[Records contained in a dataset]
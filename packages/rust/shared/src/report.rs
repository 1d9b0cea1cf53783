//! Diagnostics records produced by merges and assemblies.
//!
//! These are plain structured records, serialized to `summary.json` next to
//! each written release.

use chrono::{DateTime, Utc};
use serde::{Deserialize, Serialize};
use serde_json::Value;

use crate::types::RunId;

/// Collection label used in diagnostics for top-level fields.
pub const ROOT_SCOPE: &str = "$root";

// ---------------------------------------------------------------------------
// Merge-level records
// ---------------------------------------------------------------------------

/// An entity patch that was dropped without touching the document.
#[derive(Debug, Clone, PartialEq, Serialize, Deserialize)]
pub struct SkippedPatch {
    /// Collection path the patch was addressed to.
    pub collection: String,
    /// Position of the patch within the fragment's array.
    pub index: usize,
    /// Human-readable reason.
    pub reason: String,
}

/// How a policy conflict was resolved.
#[derive(Debug, Clone, Copy, PartialEq, Eq, Serialize, Deserialize)]
#[serde(rename_all = "kebab-case")]
pub enum ConflictResolution {
    /// Existing value left unchanged.
    Kept,
    /// Downgraded to replace: incoming value written.
    Replaced,
}

/// A field whose existing and incoming values were incompatible under its policy.
#[derive(Debug, Clone, PartialEq, Serialize, Deserialize)]
pub struct ConflictRecord {
    /// Collection path, or [`ROOT_SCOPE`] for top-level fields.
    pub collection: String,
    /// Entity key, absent for top-level fields.
    #[serde(default, skip_serializing_if = "Option::is_none")]
    pub key: Option<String>,
    /// Dotted field path within the entity (or document root).
    pub field: String,
    /// Policy that could not be applied.
    pub policy: String,
    pub existing: Value,
    pub incoming: Value,
    pub resolution: ConflictResolution,
}

/// Outcome of merging one fragment into a document.
#[derive(Debug, Clone, Default, PartialEq, Serialize, Deserialize)]
pub struct MergeReport {
    /// Entities appended as new.
    pub created: usize,
    /// Existing entities updated by a patch.
    pub touched: usize,
    /// Top-level fields written outside any collection.
    pub fields_set: usize,
    #[serde(default, skip_serializing_if = "Vec::is_empty")]
    pub skipped: Vec<SkippedPatch>,
    #[serde(default, skip_serializing_if = "Vec::is_empty")]
    pub conflicts: Vec<ConflictRecord>,
}

// ---------------------------------------------------------------------------
// Assembly-level records
// ---------------------------------------------------------------------------

/// What happened when a producer ran.
#[derive(Debug, Clone, PartialEq, Serialize, Deserialize)]
#[serde(tag = "status", rename_all = "kebab-case")]
pub enum ProducerOutcome {
    /// A fragment was produced and merged.
    Merged,
    /// The producer found nothing in the notice.
    Absent,
    /// The producer errored or panicked; treated as absent.
    Failed { message: String },
}

/// Per-producer diagnostics within one assembly.
#[derive(Debug, Clone, PartialEq, Serialize, Deserialize)]
pub struct ProducerReport {
    /// Registered producer name.
    pub name: String,
    pub outcome: ProducerOutcome,
    #[serde(flatten)]
    pub merge: MergeReport,
}

/// Per-notice summary of one assembly run.
#[derive(Debug, Clone, PartialEq, Serialize, Deserialize)]
pub struct AssemblySummary {
    pub run_id: RunId,
    pub notice_id: String,
    pub started_at: DateTime<Utc>,
    pub elapsed_ms: u64,
    pub producers: Vec<ProducerReport>,
}

impl AssemblySummary {
    pub fn created(&self) -> usize {
        self.producers.iter().map(|p| p.merge.created).sum()
    }

    pub fn touched(&self) -> usize {
        self.producers.iter().map(|p| p.merge.touched).sum()
    }

    pub fn skipped(&self) -> usize {
        self.producers.iter().map(|p| p.merge.skipped.len()).sum()
    }

    pub fn conflicts(&self) -> usize {
        self.producers.iter().map(|p| p.merge.conflicts.len()).sum()
    }

    /// Names of producers whose extraction failed.
    pub fn failed_producers(&self) -> Vec<&str> {
        self.producers
            .iter()
            .filter(|p| matches!(p.outcome, ProducerOutcome::Failed { .. }))
            .map(|p| p.name.as_str())
            .collect()
    }
}

#[cfg(test)]
mod tests {
    use super::*;
    use serde_json::json;

    fn report(name: &str, outcome: ProducerOutcome, created: usize, touched: usize) -> ProducerReport {
        ProducerReport {
            name: name.into(),
            outcome,
            merge: MergeReport {
                created,
                touched,
                ..MergeReport::default()
            },
        }
    }

    #[test]
    fn summary_totals_and_failures() {
        let summary = AssemblySummary {
            run_id: RunId::new(),
            notice_id: "notice-1".into(),
            started_at: Utc::now(),
            elapsed_ms: 3,
            producers: vec![
                report("bt-500", ProducerOutcome::Merged, 2, 0),
                report("bt-11", ProducerOutcome::Merged, 0, 2),
                report("bt-13", ProducerOutcome::Absent, 0, 0),
                report(
                    "bt-99",
                    ProducerOutcome::Failed {
                        message: "boom".into(),
                    },
                    0,
                    0,
                ),
            ],
        };
        assert_eq!(summary.created(), 2);
        assert_eq!(summary.touched(), 2);
        assert_eq!(summary.failed_producers(), vec!["bt-99"]);
    }

    #[test]
    fn producer_report_serializes_flat() {
        let value = serde_json::to_value(report("bt-500", ProducerOutcome::Absent, 0, 0)).unwrap();
        assert_eq!(value["outcome"], json!({"status": "absent"}));
        assert_eq!(value["created"], 0);
        assert!(value.get("skipped").is_none());
    }
}
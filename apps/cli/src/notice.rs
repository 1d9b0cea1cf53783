//! Notice directories and the file-backed producers that read them.
//!
//! A notice directory holds one JSON fragment file per producer. Every
//! `*.json` file is read up front, so extraction itself never touches disk.

use std::collections::{BTreeMap, BTreeSet};
use std::path::Path;

use noticemerge_core::{FallbackProducer, Notice, Producer, ProducerRegistry};
use noticemerge_shared::{Fragment, NoticeMergeError, ProducerEntry, Result};
use tracing::{debug, warn};

/// One notice loaded from disk.
pub(crate) struct NoticeDir {
    id: String,
    /// File name → contents, or the read error for that file.
    files: BTreeMap<String, std::result::Result<String, String>>,
}

impl NoticeDir {
    /// Read every `*.json` file in `path`. Fails only when the directory
    /// itself cannot be listed.
    pub(crate) fn load(path: &Path) -> Result<Self> {
        let id = path
            .file_name()
            .map(|n| n.to_string_lossy().into_owned())
            .unwrap_or_else(|| path.display().to_string());

        if !path.is_dir() {
            return Err(NoticeMergeError::notice(&id, format!("{} is not a directory", path.display())));
        }
        let entries = std::fs::read_dir(path).map_err(|e| NoticeMergeError::notice(&id, e.to_string()))?;

        let mut files = BTreeMap::new();
        for entry in entries {
            let entry = entry.map_err(|e| NoticeMergeError::notice(&id, e.to_string()))?;
            let file_path = entry.path();
            if !file_path.is_file() || file_path.extension().is_none_or(|ext| ext != "json") {
                continue;
            }
            let name = entry.file_name().to_string_lossy().into_owned();
            let content = std::fs::read_to_string(&file_path).map_err(|e| {
                warn!(notice = %id, file = %name, error = %e, "unreadable fragment file");
                e.to_string()
            });
            files.insert(name, content);
        }

        debug!(notice = %id, files = files.len(), "notice loaded");
        Ok(Self { id, files })
    }

    /// Stems of the fragment files present, e.g. `organizations` for
    /// `organizations.json`.
    pub(crate) fn stems(&self) -> impl Iterator<Item = &str> {
        self.files.keys().filter_map(|name| name.strip_suffix(".json"))
    }

    fn file(&self, name: &str) -> Option<&std::result::Result<String, String>> {
        self.files.get(name)
    }
}

impl Notice for NoticeDir {
    fn notice_id(&self) -> &str {
        &self.id
    }
}

/// Reads one fragment file from a notice directory.
///
/// Missing, blank or `null` files are absent; unreadable or unparsable files
/// are producer failures.
pub(crate) struct FileProducer {
    name: String,
    file: String,
}

impl FileProducer {
    pub(crate) fn new(name: impl Into<String>, file: impl Into<String>) -> Self {
        Self {
            name: name.into(),
            file: file.into(),
        }
    }
}

impl Producer<NoticeDir> for FileProducer {
    fn name(&self) -> &str {
        &self.name
    }

    fn extract(&self, notice: &NoticeDir) -> Result<Option<Fragment>> {
        match notice.file(&self.file) {
            None => Ok(None),
            Some(Err(e)) => Err(NoticeMergeError::producer(&self.name, format!("{}: {e}", self.file))),
            Some(Ok(text)) => Fragment::from_json_str(text)
                .map_err(|e| NoticeMergeError::producer(&self.name, format!("{}: {e}", self.file))),
        }
    }
}

/// Build the producer list: configured entries in order, or one producer per
/// fragment file stem found across `notices`, sorted by name.
pub(crate) fn build_registry(entries: &[ProducerEntry], notices: &[NoticeDir]) -> ProducerRegistry<NoticeDir> {
    let mut registry = ProducerRegistry::new();

    if entries.is_empty() {
        let stems: BTreeSet<&str> = notices.iter().flat_map(NoticeDir::stems).collect();
        for stem in stems {
            registry.register(FileProducer::new(stem, format!("{stem}.json")));
        }
        return registry;
    }

    for entry in entries {
        let primary = entry.file_name();
        if entry.fallbacks.is_empty() {
            registry.register(FileProducer::new(&entry.name, primary));
            continue;
        }
        registry.register(fallback_chain(entry));
    }
    registry
}

/// Chain of file readers for one entry; each link is named after its file.
fn fallback_chain(entry: &ProducerEntry) -> FallbackProducer<NoticeDir> {
    let primary = entry.file_name();
    let chain = entry.fallbacks.iter().fold(
        FallbackProducer::new(&entry.name).or_else(FileProducer::new(&primary, &primary)),
        |chain, file| chain.or_else(FileProducer::new(file, file)),
    );
    debug!(producer = %entry.name, links = ?chain.links(), "fallback chain");
    chain
}
//! Field merge policies and the declarative policy table.
//!
//! A [`PolicyTable`] maps `(collection path | root, dotted field path)` to a
//! [`Policy`]. The leaf combinators here ([`union_set`], [`append_distinct`])
//! are pure: they never mutate their inputs and never partially apply.

use std::cmp::Ordering;
use std::collections::BTreeMap;
use std::path::Path;
use std::sync::LazyLock;

use serde::{Deserialize, Serialize};
use serde_json::Value;
use tracing::debug;

use noticemerge_shared::{NoticeMergeError, Result, json_kind};

/// Key field used when a collection does not declare one.
pub const DEFAULT_KEY_FIELD: &str = "id";

static DEFAULT_KEY: LazyLock<Vec<String>> = LazyLock::new(|| vec![DEFAULT_KEY_FIELD.to_string()]);

// ---------------------------------------------------------------------------
// Policy
// ---------------------------------------------------------------------------

/// How two values for the same field are combined.
#[derive(Debug, Clone, PartialEq, Eq, Serialize, Deserialize)]
#[serde(tag = "policy", rename_all = "kebab-case")]
pub enum Policy {
    /// New value wins unconditionally.
    Replace,
    /// Both mappings; merged key by key.
    DeepMerge,
    /// Both arrays of scalars; sorted, deduplicated union.
    UnionSet,
    /// Arrays of items; incoming items appended unless an equal one exists.
    /// Equality uses the listed item fields, or the whole item when empty.
    AppendDistinct {
        #[serde(default, skip_serializing_if = "Vec::is_empty")]
        key: Vec<String>,
    },
    /// Existing value is kept.
    FirstWins,
}

impl Policy {
    /// Stable name used in diagnostics and config files.
    pub fn name(&self) -> &'static str {
        match self {
            Self::Replace => "replace",
            Self::DeepMerge => "deep-merge",
            Self::UnionSet => "union-set",
            Self::AppendDistinct { .. } => "append-distinct",
            Self::FirstWins => "first-wins",
        }
    }

    /// `append-distinct` keyed by the given item fields.
    pub fn append_distinct_by(fields: &[&str]) -> Self {
        Self::AppendDistinct {
            key: fields.iter().map(|f| (*f).to_string()).collect(),
        }
    }

    /// Policy used when none is declared, chosen from the value shapes.
    pub fn default_for(existing: &Value, incoming: &Value) -> Self {
        match (existing, incoming) {
            (Value::Object(_), Value::Object(_)) => Self::DeepMerge,
            (Value::Array(_), Value::Array(_)) => Self::AppendDistinct { key: Vec::new() },
            _ => Self::Replace,
        }
    }
}

impl std::fmt::Display for Policy {
    fn fmt(&self, f: &mut std::fmt::Formatter<'_>) -> std::fmt::Result {
        f.write_str(self.name())
    }
}

// ---------------------------------------------------------------------------
// Leaf combinators
// ---------------------------------------------------------------------------

/// Why two values could not be combined under a policy.
#[derive(Debug, Clone, PartialEq, Eq)]
pub struct Mismatch(pub String);

impl std::fmt::Display for Mismatch {
    fn fmt(&self, f: &mut std::fmt::Formatter<'_>) -> std::fmt::Result {
        f.write_str(&self.0)
    }
}

/// Deduplicated union of two arrays of scalars, in sorted order.
pub fn union_set(existing: &Value, incoming: &Value) -> std::result::Result<Value, Mismatch> {
    let left = scalar_items(existing, "existing")?;
    let right = scalar_items(incoming, "incoming")?;

    let mut items: Vec<Value> = left.iter().chain(right.iter()).cloned().collect();
    // Ties (`1` and `1.0`) break on text so the survivor does not depend on input order.
    items.sort_by(|a, b| compare_scalars(a, b).then_with(|| a.to_string().cmp(&b.to_string())));
    items.dedup_by(|a, b| compare_scalars(a, b) == Ordering::Equal);
    Ok(Value::Array(items))
}

/// Append incoming items not already present under the item key.
pub fn append_distinct(
    existing: &Value,
    incoming: &Value,
    key: &[String],
) -> std::result::Result<Value, Mismatch> {
    let Value::Array(current) = existing else {
        return Err(Mismatch(format!(
            "existing value is {}, expected array",
            json_kind(existing)
        )));
    };
    let Value::Array(new_items) = incoming else {
        return Err(Mismatch(format!(
            "incoming value is {}, expected array",
            json_kind(incoming)
        )));
    };

    let mut seen: Vec<Value> = current.iter().map(|item| item_identity(item, key)).collect();
    let mut merged = current.clone();
    for item in new_items {
        let identity = item_identity(item, key);
        if !seen.contains(&identity) {
            seen.push(identity);
            merged.push(item.clone());
        }
    }
    Ok(Value::Array(merged))
}

fn scalar_items<'a>(value: &'a Value, side: &str) -> std::result::Result<&'a [Value], Mismatch> {
    let Value::Array(items) = value else {
        return Err(Mismatch(format!(
            "{side} value is {}, expected array of scalars",
            json_kind(value)
        )));
    };
    if let Some(bad) = items.iter().find(|v| scalar_rank(v).is_none()) {
        return Err(Mismatch(format!(
            "{side} array holds a {}, expected scalars",
            json_kind(bad)
        )));
    }
    Ok(items)
}

fn item_identity(item: &Value, key: &[String]) -> Value {
    match item {
        Value::Object(fields) if !key.is_empty() => Value::Array(
            key.iter()
                .map(|k| fields.get(k).cloned().unwrap_or(Value::Null))
                .collect(),
        ),
        _ => item.clone(),
    }
}

fn scalar_rank(value: &Value) -> Option<u8> {
    match value {
        Value::Bool(_) => Some(0),
        Value::Number(_) => Some(1),
        Value::String(_) => Some(2),
        _ => None,
    }
}

/// Total order over scalars: booleans, then numbers, then strings.
fn compare_scalars(a: &Value, b: &Value) -> Ordering {
    match (a, b) {
        (Value::Bool(x), Value::Bool(y)) => x.cmp(y),
        (Value::Number(x), Value::Number(y)) => {
            let (x, y) = (x.as_f64().unwrap_or(0.0), y.as_f64().unwrap_or(0.0));
            x.total_cmp(&y)
        }
        (Value::String(x), Value::String(y)) => x.cmp(y),
        _ => scalar_rank(a).cmp(&scalar_rank(b)),
    }
}

// ---------------------------------------------------------------------------
// Table
// ---------------------------------------------------------------------------

/// Where a field lives: the document root or an entity of a collection.
#[derive(Debug, Clone, Copy, PartialEq, Eq)]
pub enum Scope<'a> {
    Root,
    Collection(&'a str),
}

/// Declaration of one keyed collection.
#[derive(Debug, Clone, PartialEq, Serialize, Deserialize)]
pub struct CollectionSpec {
    /// Dotted path from the document root (e.g. `parties`, `tender.lots`).
    pub path: String,
    /// Key fields; more than one makes a compound key. `None` means `id`.
    #[serde(default, skip_serializing_if = "Option::is_none")]
    pub key: Option<Vec<String>>,
    /// Per-field policies, by dotted path within the entity.
    #[serde(default)]
    pub fields: BTreeMap<String, Policy>,
}

impl CollectionSpec {
    /// A collection keyed by `id` with no declared field policies.
    pub fn new(path: impl Into<String>) -> Self {
        Self {
            path: path.into(),
            key: None,
            fields: BTreeMap::new(),
        }
    }

    /// Replace the key fields.
    pub fn keyed_by(mut self, fields: &[&str]) -> Self {
        self.key = Some(fields.iter().map(|f| (*f).to_string()).collect());
        self
    }

    /// Effective key fields.
    pub fn key_fields(&self) -> &[String] {
        self.key.as_deref().unwrap_or(DEFAULT_KEY.as_slice())
    }

    /// Declare a field policy.
    pub fn field(mut self, path: &str, policy: Policy) -> Self {
        self.fields.insert(path.to_string(), policy);
        self
    }

    pub fn is_key_field(&self, name: &str) -> bool {
        self.key_fields().iter().any(|k| k == name)
    }
}

/// The declarative `(collection, field) -> policy` table consumed by the merger.
#[derive(Debug, Clone, Default, PartialEq, Serialize, Deserialize)]
pub struct PolicyTable {
    /// Policies for fields outside any collection, by dotted path from the root.
    #[serde(default)]
    pub root: BTreeMap<String, Policy>,
    /// Keyed collections.
    #[serde(default)]
    pub collections: Vec<CollectionSpec>,
}

impl PolicyTable {
    /// An empty table: no collections, defaults everywhere.
    pub fn empty() -> Self {
        Self::default()
    }

    /// Built-in table for OCDS releases assembled from eForms notices.
    pub fn builtin() -> Self {
        let parties = |path: &str| {
            CollectionSpec::new(path)
                .field("roles", Policy::UnionSet)
                .field("name", Policy::FirstWins)
                .field(
                    "details.classifications",
                    Policy::append_distinct_by(&["scheme", "id"]),
                )
                .field(
                    "additionalIdentifiers",
                    Policy::append_distinct_by(&["scheme", "id"]),
                )
                .field("beneficialOwners", Policy::append_distinct_by(&["id"]))
        };
        let lots = |path: &str| {
            CollectionSpec::new(path)
                .field("contractPeriod", Policy::DeepMerge)
                .field("items", Policy::append_distinct_by(&["id"]))
                .field("notes", Policy::append_distinct_by(&["text", "language"]))
                .field("awardCriteria.criteria", Policy::append_distinct_by(&[]))
        };
        let lot_groups =
            |path: &str| CollectionSpec::new(path).field("relatedLots", Policy::UnionSet);
        let bids = |path: &str| {
            CollectionSpec::new(path)
                .field("relatedLots", Policy::UnionSet)
                .field("tenderers", Policy::append_distinct_by(&["id"]))
        };

        Self {
            root: BTreeMap::from([
                ("tender.contractPeriod".to_string(), Policy::DeepMerge),
                (
                    "tender.documents".to_string(),
                    Policy::append_distinct_by(&["id"]),
                ),
            ]),
            collections: vec![
                parties("parties"),
                lots("lots"),
                lots("tender.lots"),
                lot_groups("lotGroups"),
                lot_groups("tender.lotGroups"),
                bids("bids.details"),
                CollectionSpec::new("awards")
                    .field("relatedLots", Policy::UnionSet)
                    .field("relatedBids", Policy::UnionSet)
                    .field("suppliers", Policy::append_distinct_by(&["id"]))
                    .field("buyers", Policy::append_distinct_by(&["id"]))
                    .field("items", Policy::append_distinct_by(&["id"])),
                CollectionSpec::new("contracts")
                    .field("awardIDs", Policy::UnionSet)
                    .field("relatedBids", Policy::UnionSet)
                    .field("signatories", Policy::append_distinct_by(&["id"])),
                CollectionSpec::new("withheldInformation"),
            ],
        }
    }

    /// Parse a table from TOML text and validate it.
    pub fn from_toml_str(text: &str) -> Result<Self> {
        let table: Self = toml::from_str(text)
            .map_err(|e| NoticeMergeError::config(format!("invalid policy table: {e}")))?;
        table.validate()?;
        Ok(table)
    }

    /// Load a table from a TOML file.
    pub fn load(path: &Path) -> Result<Self> {
        let content = std::fs::read_to_string(path).map_err(|e| NoticeMergeError::io(path, e))?;
        let table = Self::from_toml_str(&content).map_err(|e| {
            NoticeMergeError::config(format!("{}: {e}", path.display()))
        })?;
        debug!(
            path = %path.display(),
            collections = table.collections.len(),
            root_fields = table.root.len(),
            "loaded policy table"
        );
        Ok(table)
    }

    /// Render the table as TOML.
    pub fn to_toml(&self) -> Result<String> {
        toml::to_string_pretty(self).map_err(|e| NoticeMergeError::config(e.to_string()))
    }

    /// Overlay another table: its collections extend field policies collection
    /// by collection and replace keys they declare; its root policies win.
    pub fn overlay(&mut self, other: PolicyTable) {
        self.root.extend(other.root);
        for incoming in other.collections {
            match self.collections.iter_mut().find(|c| c.path == incoming.path) {
                Some(existing) => {
                    if incoming.key.is_some() {
                        existing.key = incoming.key;
                    }
                    existing.fields.extend(incoming.fields);
                }
                None => self.collections.push(incoming),
            }
        }
    }

    /// Check structural consistency of the table.
    pub fn validate(&self) -> Result<()> {
        for (i, spec) in self.collections.iter().enumerate() {
            if spec.path.is_empty() || spec.path.split('.').any(str::is_empty) {
                return Err(NoticeMergeError::config(format!(
                    "collection #{i} has an invalid path '{}'",
                    spec.path
                )));
            }
            let key = spec.key_fields();
            if key.is_empty() || key.iter().any(String::is_empty) {
                return Err(NoticeMergeError::config(format!(
                    "collection '{}' must declare at least one non-empty key field",
                    spec.path
                )));
            }
            if self.collections[..i].iter().any(|c| c.path == spec.path) {
                return Err(NoticeMergeError::config(format!(
                    "collection '{}' is declared twice",
                    spec.path
                )));
            }
            if let Some(field) = key.iter().find(|k| spec.fields.contains_key(k.as_str())) {
                return Err(NoticeMergeError::config(format!(
                    "collection '{}' declares a policy for its key field '{field}'",
                    spec.path
                )));
            }
            if self.root.contains_key(&spec.path) {
                return Err(NoticeMergeError::config(format!(
                    "'{}' is both a collection and a root field policy",
                    spec.path
                )));
            }
            if let Some(inner) = self
                .collections
                .iter()
                .find(|c| c.path.strip_prefix(spec.path.as_str()).is_some_and(|rest| rest.starts_with('.')))
            {
                return Err(NoticeMergeError::config(format!(
                    "collection '{}' is nested under collection '{}'",
                    inner.path, spec.path
                )));
            }
        }
        Ok(())
    }

    /// Collection declared at exactly this dotted path.
    pub fn collection(&self, path: &str) -> Option<&CollectionSpec> {
        self.collections.iter().find(|c| c.path == path)
    }

    /// Declared policy for a field, if any.
    pub fn field_policy(&self, scope: Scope<'_>, field_path: &str) -> Option<&Policy> {
        match scope {
            Scope::Root => self.root.get(field_path),
            Scope::Collection(path) => self.collection(path)?.fields.get(field_path),
        }
    }
}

* [Your assignment]:
For every line in the data above that has the string "could", return that line.

* [Result]:
    /// Policy that could not be applied.
/// Why two values could not be combined under a policy.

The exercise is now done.